Published: 2011-05-11 10:36:45
Author: Adam Cresswell
THE peak doctors' organisation is resisting a push to allow non-medically trained podiatric surgeons to operate on feet, challenging their ability to provide quality care and claiming their very titles may mislead patients.
The Australian Medical Association has also accused the medical profession's new national regulator of failing to support doctors by opposing a bid to create new national standards for podiatric surgeons.
AMA vice-president Steve Hambleton said he was unhappy with the Podiatry Board of Australia, which has commissioned the Australia and New Zealand Podiatry Accreditation Council to develop standards and processes for podiatric surgery training.
Dr Hambleton said although podiatric surgeons existed, there had until recently been only one in Australia, and plans to expand the number were troubling.
He claimed podiatric surgeons in Australia were trained to a much lower standard than in the US, where the standard approximated that of medical graduates, and patients might be disadvantaged.

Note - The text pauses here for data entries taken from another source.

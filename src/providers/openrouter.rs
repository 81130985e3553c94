use crate::traits::{ChatMessage, Generation, GenerationProvider, TokenUsage};
use crate::types::{ResearchError, Result};
use async_trait::async_trait;
use backoff::backoff::Backoff;
use backoff::ExponentialBackoff;
use reqwest::Client;
use serde::Deserialize;
use std::time::Duration;
use tracing::{debug, warn};

/// Configuration for the OpenRouter chat-completions API.
#[derive(Debug, Clone)]
pub struct OpenRouterConfig {
    pub api_key: String,
    pub base_url: String,
    pub timeout_seconds: u64,
    /// Fixed retry budget for transient failures.
    pub max_retries: u32,
}

impl OpenRouterConfig {
    pub fn from_env() -> Result<Self> {
        let api_key = std::env::var("OPENROUTER_API_KEY")
            .map_err(|_| ResearchError::MissingConfig("OPENROUTER_API_KEY not set".to_string()))?;
        let base_url = std::env::var("OPENROUTER_BASE_URL")
            .unwrap_or_else(|_| "https://openrouter.ai/api/v1".to_string());
        Ok(Self { api_key, base_url, timeout_seconds: 120, max_retries: 3 })
    }
}

/// Generation provider speaking the OpenAI-compatible chat-completions
/// protocol. Transient failures (connection errors, 429, 5xx) are retried
/// with exponential backoff up to the fixed budget; other errors fail
/// immediately.
pub struct OpenRouterProvider {
    client: Client,
    config: OpenRouterConfig,
}

impl OpenRouterProvider {
    pub fn new(config: OpenRouterConfig) -> Result<Self> {
        let client = Client::builder()
            .timeout(Duration::from_secs(config.timeout_seconds))
            .build()?;
        Ok(Self { client, config })
    }

    pub fn from_env() -> Result<Self> {
        Self::new(OpenRouterConfig::from_env()?)
    }

    async fn attempt(
        &self,
        messages: &[ChatMessage],
        model: &str,
        json_mode: bool,
    ) -> std::result::Result<Generation, AttemptError> {
        let mut payload = serde_json::json!({
            "model": model,
            "messages": messages,
        });
        if json_mode {
            payload["response_format"] = serde_json::json!({"type": "json_object"});
        }

        let response = self
            .client
            .post(format!("{}/chat/completions", self.config.base_url.trim_end_matches('/')))
            .bearer_auth(&self.config.api_key)
            .json(&payload)
            .send()
            .await
            .map_err(|e| AttemptError::Transient(e.to_string()))?;

        let status = response.status();
        if status.as_u16() == 429 || status.is_server_error() {
            return Err(AttemptError::Transient(format!("HTTP {}", status)));
        }
        if !status.is_success() {
            let body = response.text().await.unwrap_or_default();
            return Err(AttemptError::Fatal(format!("HTTP {}: {}", status, body)));
        }

        let parsed: ChatCompletionResponse = response
            .json()
            .await
            .map_err(|e| AttemptError::Fatal(format!("unexpected response body: {}", e)))?;

        let text = parsed
            .choices
            .into_iter()
            .next()
            .map(|choice| choice.message.content)
            .ok_or_else(|| AttemptError::Fatal("response contained no choices".to_string()))?;

        Ok(Generation { text, usage: parsed.usage, cost: parsed.cost })
    }
}

enum AttemptError {
    Transient(String),
    Fatal(String),
}

#[derive(Debug, Deserialize)]
struct ChatCompletionResponse {
    #[serde(default)]
    choices: Vec<ChatChoice>,
    usage: Option<TokenUsage>,
    /// OpenRouter reports the call cost when usage accounting is enabled.
    cost: Option<f64>,
}

#[derive(Debug, Deserialize)]
struct ChatChoice {
    message: ChatCompletionMessage,
}

#[derive(Debug, Deserialize)]
struct ChatCompletionMessage {
    #[serde(default)]
    content: String,
}

#[async_trait]
impl GenerationProvider for OpenRouterProvider {
    async fn generate(
        &self,
        messages: &[ChatMessage],
        model: &str,
        json_mode: bool,
    ) -> Result<Generation> {
        let mut backoff = ExponentialBackoff {
            initial_interval: Duration::from_secs(2),
            max_interval: Duration::from_secs(30),
            multiplier: 2.0,
            max_elapsed_time: None,
            ..Default::default()
        };

        let mut last_error = String::new();
        for attempt in 0..=self.config.max_retries {
            debug!(
                "Generation attempt {}/{} with model '{}'",
                attempt + 1,
                self.config.max_retries + 1,
                model
            );
            match self.attempt(messages, model, json_mode).await {
                Ok(generation) => return Ok(generation),
                Err(AttemptError::Fatal(e)) => {
                    return Err(ResearchError::Generation(e));
                }
                Err(AttemptError::Transient(e)) => {
                    last_error = e;
                    if attempt < self.config.max_retries {
                        let delay =
                            backoff.next_backoff().unwrap_or(Duration::from_secs(2));
                        warn!(
                            "Transient generation failure ({}), retrying in {:?}",
                            last_error, delay
                        );
                        tokio::time::sleep(delay).await;
                    }
                }
            }
        }

        Err(ResearchError::Generation(format!(
            "exhausted {} retries: {}",
            self.config.max_retries, last_error
        )))
    }
}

He claimed patients could be misled into believing a podiatric surgeon was a medically trained doctor, and podiatrists and podiatric surgeons lacked the wider knowledge that could prove vital for some patients. Many patients could have simultaneous medical conditions that podiatrists would be ill-equipped to handle.
"Podiatric surgeons seem to be creeping higher and higher up the leg," Dr Hambleton said. "We are very disappointed that the Medical Board of Australia isn't stepping up to the plate."
Perth podiatrist Andrew Schox, president of the Australasian Podiatry Council, said that, contrary to the AMA's claims, podiatric surgeons trained for a similar amount of time to orthopedic surgeons before qualifying, by which time they would have done an average of 3000 foot operations.
Mr Schox rejected the claim that patients with other health problems might suffer, saying operations were done in consultation with a patient's GP or specialist.
He rejected the AMA's claim patients might be misled by the term "podiatric surgeon", saying "doctor" was a courtesy title used by vets and dentists as well as doctors.